Saturday, November 05, 2011

change

A while back I noted that I had worked at a grocery store that installed a CoinStar machine under the guise of serving customers better. Since the machine took a 7% cut of the change total, I always questioned the purpose of it. It wasn't like we turned down customers who opted to pay with coins, and at the least a bank would count and deposit coins free of charge for customers. Since the machine was providing a service that I felt the store should be providing anyway I was always a little bit cynical about that machine being used as a source of revenue. It seemed more a pointless extravagance in that situation, but I just today heard of a story that indicates that the grocery business may have changed since I was a cashier.

Apparently, a mother in Portland, Oregon, needed to buy some food for her kids but only had change. The information I have is that she had quarters, but perhaps there were smaller denomination coins there as well.

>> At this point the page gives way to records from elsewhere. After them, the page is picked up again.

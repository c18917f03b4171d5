#![doc(test(attr(deny(warnings))))]

//! People Ledger tracks money given to and received from a set of people and derives a
//! running balance per person, kept in sync across every session sharing a document store.

pub mod cli;
pub mod config;
pub mod core;
pub mod domain;
pub mod errors;
pub mod storage;
pub mod sync;
pub mod utils;

pub use crate::core::{IdentityContext, LedgerSession};
pub use errors::{LedgerError, LedgerResult};

use std::sync::Once;

static INIT_TRACING: Once = Once::new();

/// Initializes global tracing (honoring the configured `log_filter`) and emits a startup log.
pub fn init() {
    INIT_TRACING.call_once(|| {
        let filter = config::ConfigManager::new()
            .load()
            .ok()
            .and_then(|config| config.log_filter);
        utils::init_tracing(filter.as_deref());
        tracing::info!(version = env!("CARGO_PKG_VERSION"), "People Ledger initialized.");
    });
}

#[cfg(test)]
mod tests {
    #[test]
    fn init_does_not_panic() {
        super::init();
        super::init();
    }
}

The first grocery store she went to told her that they had a $5 limit on change-only purchases. The second grocery store tried to send her to their change counting machine (I don't know if it was specifically a CoinStar machine) that took a 10% cut of the money. When she pointed out that she could not afford to pay this fee and another customer offered to give her cash for the coins she had the store backed down.

This brings up a few points. First, the grocery store I worked for employed two types of people: high schoolers and the poor. Were the employees who enforced these rules all from the former category, because otherwise I would have expected them to be sympathetic to the woman's plight.

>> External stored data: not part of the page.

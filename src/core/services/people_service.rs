//! Person registry: creation, renames, cascading removal and the active-person selector.

use std::sync::{Mutex, PoisonError};

use chrono::{DateTime, Utc};
use serde::Serialize;
use serde_json::Value;
use tracing::{debug, info, warn};

use crate::{
    domain::{
        person::{self, normalize_name},
        Person, PersonFields, PersonId,
    },
    errors::{LedgerError, LedgerResult},
    storage::{to_fields, CollectionRef},
};

use super::{write_failed, ServiceContext};

/// Per-session pointer at the person the user is working with.
#[derive(Debug, Default)]
pub struct ActiveSelector {
    current: Mutex<Option<PersonId>>,
}

impl ActiveSelector {
    pub fn new() -> Self {
        Self::default()
    }

    pub fn get(&self) -> Option<PersonId> {
        self.current
            .lock()
            .unwrap_or_else(PoisonError::into_inner)
            .clone()
    }

    pub fn set(&self, id: Option<PersonId>) {
        *self.current.lock().unwrap_or_else(PoisonError::into_inner) = id;
    }

    pub fn clear(&self) {
        self.set(None);
    }

    /// Resolves the selection against `people`, clearing it when the person is gone.
    pub fn resolve(&self, people: &[Person]) -> Option<Person> {
        let mut current = self.current.lock().unwrap_or_else(PoisonError::into_inner);
        let id = current.as_ref()?;
        match people.iter().find(|p| &p.id == id) {
            Some(found) => Some(found.clone()),
            None => {
                debug!(person = %id, "clearing stale active person");
                *current = None;
                None
            }
        }
    }
}

#[derive(Serialize)]
#[serde(rename_all = "camelCase")]
struct RenameFields<'a> {
    name: &'a str,
    updated_at: DateTime<Utc>,
}

pub struct PeopleService;

impl PeopleService {
    pub fn add(ctx: &ServiceContext<'_>, name: &str) -> LedgerResult<Person> {
        let name = normalize_name(name);
        let people = ctx.sync.people();
        Self::require_name(&name).inspect_err(Self::rejected)?;
        if people.len() >= ctx.max_people {
            warn!(max = ctx.max_people, "person limit reached");
            return Err(LedgerError::LimitReached(ctx.max_people));
        }
        Self::reject_duplicate(&people, None, &name).inspect_err(Self::rejected)?;

        let fields = PersonFields {
            name,
            created_at: ctx.clock.now(),
            updated_at: None,
        };
        let id = ctx
            .store
            .create_doc(&CollectionRef::people(ctx.account), to_fields(&fields)?)
            .map_err(write_failed("add person"))?;
        let person = Person::from_fields(PersonId::new(id), fields);
        info!(person = %person.id, name = %person.name, "person added");
        Ok(person)
    }

    /// Renames a person. Checks run in order: existence, empty name, duplicate name.
    pub fn rename(ctx: &ServiceContext<'_>, id: &PersonId, name: &str) -> LedgerResult<Person> {
        let people = ctx.sync.people();
        let existing = people
            .iter()
            .find(|p| &p.id == id)
            .ok_or_else(|| LedgerError::person_not_found(id.as_str()))
            .inspect_err(Self::rejected)?;
        let name = normalize_name(name);
        Self::require_name(&name)
            .and_then(|()| Self::reject_duplicate(&people, Some(id), &name))
            .inspect_err(Self::rejected)?;

        let updated_at = ctx.clock.now();
        let fields = to_fields(&RenameFields {
            name: &name,
            updated_at,
        })?;
        ctx.store
            .update_doc(&CollectionRef::people(ctx.account).doc(id.as_str()), fields)
            .map_err(write_failed("rename person"))?;

        info!(person = %id, name = %name, "person renamed");
        Ok(Person {
            name,
            updated_at: Some(updated_at),
            ..existing.clone()
        })
    }

    /// Deletes a person and every transaction pointing at it in one atomic batch.
    pub fn remove(ctx: &ServiceContext<'_>, id: &PersonId) -> LedgerResult<()> {
        let people = ctx.sync.people();
        if !people.iter().any(|p| &p.id == id) {
            let err = LedgerError::person_not_found(id.as_str());
            Self::rejected(&err);
            return Err(err);
        }

        // Linked transactions are matched at commit time, so one written by another client
        // after this call started is removed too.
        let mut batch = ctx.store.batch();
        batch
            .delete_where(
                &CollectionRef::transactions(ctx.account),
                "personId",
                Value::String(id.as_str().to_string()),
            )
            .delete(&CollectionRef::people(ctx.account).doc(id.as_str()));
        ctx.store
            .commit(batch)
            .map_err(write_failed("remove person"))?;

        if ctx.selector.get().as_ref() == Some(id) {
            let next = people.iter().find(|p| &p.id != id).map(|p| p.id.clone());
            debug!(next = ?next, "moving active person after removal");
            ctx.selector.set(next);
        }
        info!(person = %id, "person and linked transactions removed");
        Ok(())
    }

    pub fn get_active(ctx: &ServiceContext<'_>) -> Option<Person> {
        ctx.selector.resolve(&ctx.sync.people())
    }

    pub fn set_active(ctx: &ServiceContext<'_>, id: &PersonId) -> LedgerResult<Person> {
        match ctx.sync.person(id) {
            Some(found) => {
                ctx.selector.set(Some(found.id.clone()));
                debug!(person = %id, "active person set");
                Ok(found)
            }
            None => {
                ctx.selector.clear();
                let err = LedgerError::person_not_found(id.as_str());
                Self::rejected(&err);
                Err(err)
            }
        }
    }

    /// People in listing order.
    pub fn list(ctx: &ServiceContext<'_>) -> Vec<Person> {
        let mut people = ctx.sync.people().to_vec();
        people.sort_by(person::display_order);
        people
    }

    fn require_name(candidate: &str) -> LedgerResult<()> {
        if candidate.is_empty() {
            Err(LedgerError::EmptyName)
        } else {
            Ok(())
        }
    }

    fn reject_duplicate(
        people: &[Person],
        exclude: Option<&PersonId>,
        candidate: &str,
    ) -> LedgerResult<()> {
        let duplicate = people
            .iter()
            .any(|p| p.matches_name(candidate) && exclude.map_or(true, |id| &p.id != id));
        if duplicate {
            Err(LedgerError::DuplicateName(candidate.to_string()))
        } else {
            Ok(())
        }
    }

    fn rejected(err: &LedgerError) {
        warn!(error = %err, "person change rejected");
    }
}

Second, apparently most chains do not have an official policy regarding how much you can pay in coins, but the stores themselves enforce these non-existent rules anyway. I am going to guess that the individual stores do not know that there is no actual policy on the matter because the chains want customers to feel the need to use their for-cost change counting machine.

Finally, this gives me pause since there has been a push over the last few years to accept the dollar coins. Why should anyone switch to using dollar coins if there is a chance cashiers may decide they are not going to accept them?